Updated: May 23
So your test scores are right on the bubble of admitted students, and you have a transcript with curriculum rigor and good grades. How do you know if submitting scores is the right approach? Common questions include those asked below. If you are interested in taking a diagnostic SAT or ACT, register here.
My transcript is stronger than my test scores, but my scores are close. If I don't submit my scores, will admissions assume my test scores are much lower than they are?
How do I know if a school leans into test-optional students or they "really don't mean it."
Data is key. Schools have published admission data from the 2021-2022 application cycle. Data from last year's cycle won't be forthcoming for quite a while, so we will work with what we have.
Check out the school's Common Data Set for 2021-2022. See the University of Texas at Austin as an example.
Go to Section C9 to see enrolled freshman students who submitted SAT/ACT scores. It is important to understand that this data is not from admitted students, but we work with what we have.
Consider the range of enrolled students that submitted scores.

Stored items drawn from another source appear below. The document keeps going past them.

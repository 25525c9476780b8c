//! Derived sequence of graphs.
//!
//! G⁰ is the input graph; Gⁱ⁺¹ collapses each interval of Gⁱ into a single
//! interval node. The sequence stops when a level no longer shrinks, which
//! for a reducible graph ends at the trivial one-node graph.

use log::debug;
use std::hash::Hash;

use crate::graph::{Graph, NodeId};
use crate::interval::{intervals, Interval};

/// Computes the derived sequence of `g` and the intervals of every level.
///
/// The first returned graph is a copy of `g` and the interval lists are
/// parallel to the graphs. Interval node indices increase monotonically
/// across levels, so index k always refers to the k-th interval of the
/// flattened per-level lists.
pub fn derived_sequence<N: Clone + Eq + Hash>(
    g: &Graph<N>,
) -> (Vec<Graph<N>>, Vec<Vec<Interval<N>>>) {
    let mut graphs = vec![g.clone()];
    let mut levels = vec![intervals(g)];
    let Some(root) = g.root() else {
        return (graphs, levels);
    };
    let mut root_id = g.id(root).clone();
    let mut count = 0usize;

    loop {
        let (next, next_root_id) = {
            let prev = &graphs[graphs.len() - 1];
            let ivs = &levels[levels.len() - 1];
            let mut next = Graph::new();
            let mut collapsed = Vec::with_capacity(ivs.len());
            let mut new_root = root_id.clone();

            // One fresh interval node per interval; the interval holding
            // the previous root becomes the new root.
            for iv in ivs {
                let node = next.add_interval(count);
                if *iv.head() == root_id {
                    next.set_root(node);
                    new_root = NodeId::Interval(count);
                }
                collapsed.push(node);
                count += 1;
            }

            for (j, iv) in ivs.iter().enumerate() {
                let Some(head) = prev.get(iv.head()) else {
                    continue;
                };

                // Incoming edges: predecessors of the header outside the
                // interval, attributed to the interval that holds them.
                for pred in prev.predecessors(head) {
                    let pid = prev.id(pred);
                    if iv.contains(pid) {
                        continue;
                    }
                    for (k, other) in ivs.iter().enumerate() {
                        if other.contains(pid) {
                            next.set_edge(collapsed[k], collapsed[j]);
                        }
                    }
                }

                // Outgoing edges are taken from the header's successors
                // only. Successors of non-header exit nodes are not
                // represented in the collapsed graph, so a cycle that
                // leaves an interval through a non-header node loses that
                // edge at the next level.
                for succ in prev.successors(head) {
                    let sid = prev.id(succ);
                    if iv.contains(sid) {
                        continue;
                    }
                    for (k, other) in ivs.iter().enumerate() {
                        if other.contains(sid) {
                            next.set_edge(collapsed[j], collapsed[k]);
                        }
                    }
                }
            }

            (next, new_root)
        };

        if next.len() == graphs[graphs.len() - 1].len() {
            break;
        }
        debug!(
            "derived level {}: {} nodes collapse to {}",
            graphs.len(),
            graphs[graphs.len() - 1].len(),
            next.len()
        );
        root_id = next_root_id;
        levels.push(intervals(&next));
        graphs.push(next);
    }

    (graphs, levels)
}

#[cfg(test)]
mod tests {
    use super::*;

    // 1 -> 2, 2 -> 3, 3 -> 4, 4 -> 2, 2 -> 5, 5 -> 6, 6 -> 1
    fn looped_graph() -> Graph<u32> {
        let mut g = Graph::new();
        let nodes: Vec<_> = (1..=6).map(|v| g.add_original(v)).collect();
        g.set_root(nodes[0]);
        for (from, to) in [(1, 2), (2, 3), (3, 4), (4, 2), (2, 5), (5, 6), (6, 1)] {
            g.set_edge(nodes[from - 1], nodes[to - 1]);
        }
        g
    }

    #[test]
    fn sequence_collapses_to_fixpoint() {
        let g = looped_graph();
        let (graphs, levels) = derived_sequence(&g);
        let lengths: Vec<usize> = graphs.iter().map(Graph::len).collect();
        assert_eq!(lengths, vec![6, 2, 1]);
        assert_eq!(graphs.len(), levels.len());
    }

    #[test]
    fn collapse_is_monotone() {
        let g = looped_graph();
        let (graphs, _) = derived_sequence(&g);
        for pair in graphs.windows(2) {
            assert!(pair[1].len() < pair[0].len());
        }
    }

    #[test]
    fn every_level_keeps_a_root() {
        let g = looped_graph();
        let (graphs, _) = derived_sequence(&g);
        for level in &graphs {
            assert!(level.root().is_some());
        }
    }

    #[test]
    fn interval_indices_match_flattened_order() {
        let g = looped_graph();
        let (graphs, levels) = derived_sequence(&g);
        let flat: Vec<&Interval<u32>> = levels.iter().flatten().collect();
        // Each interval node of level i+1 collapses the interval at its
        // own index in the flattened list.
        for (i, level) in graphs.iter().enumerate().skip(1) {
            for node in level.nodes() {
                let NodeId::Interval(idx) = level.id(node) else {
                    panic!("derived graphs contain interval nodes only");
                };
                let head = flat[*idx].head().clone();
                assert!(levels[i - 1].iter().any(|iv| *iv.head() == head));
            }
        }
    }
}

For this UT Austin example, the range is from 56% to 82% of admitted students, with an average of 69%. With over half of the students submitting scores and possibly many more, we think the school likely leans toward strong test scores. Compare that to Virginia Tech, with a 48% average, and students may feel that a VA Tech test-optional application is a bit more friendly.
Of course, the strongest indicator of college readiness is curriculum rigor and a full academic schedule for all four years with mostly As and Bs. Standardized test scores supplement a strong high school body of work.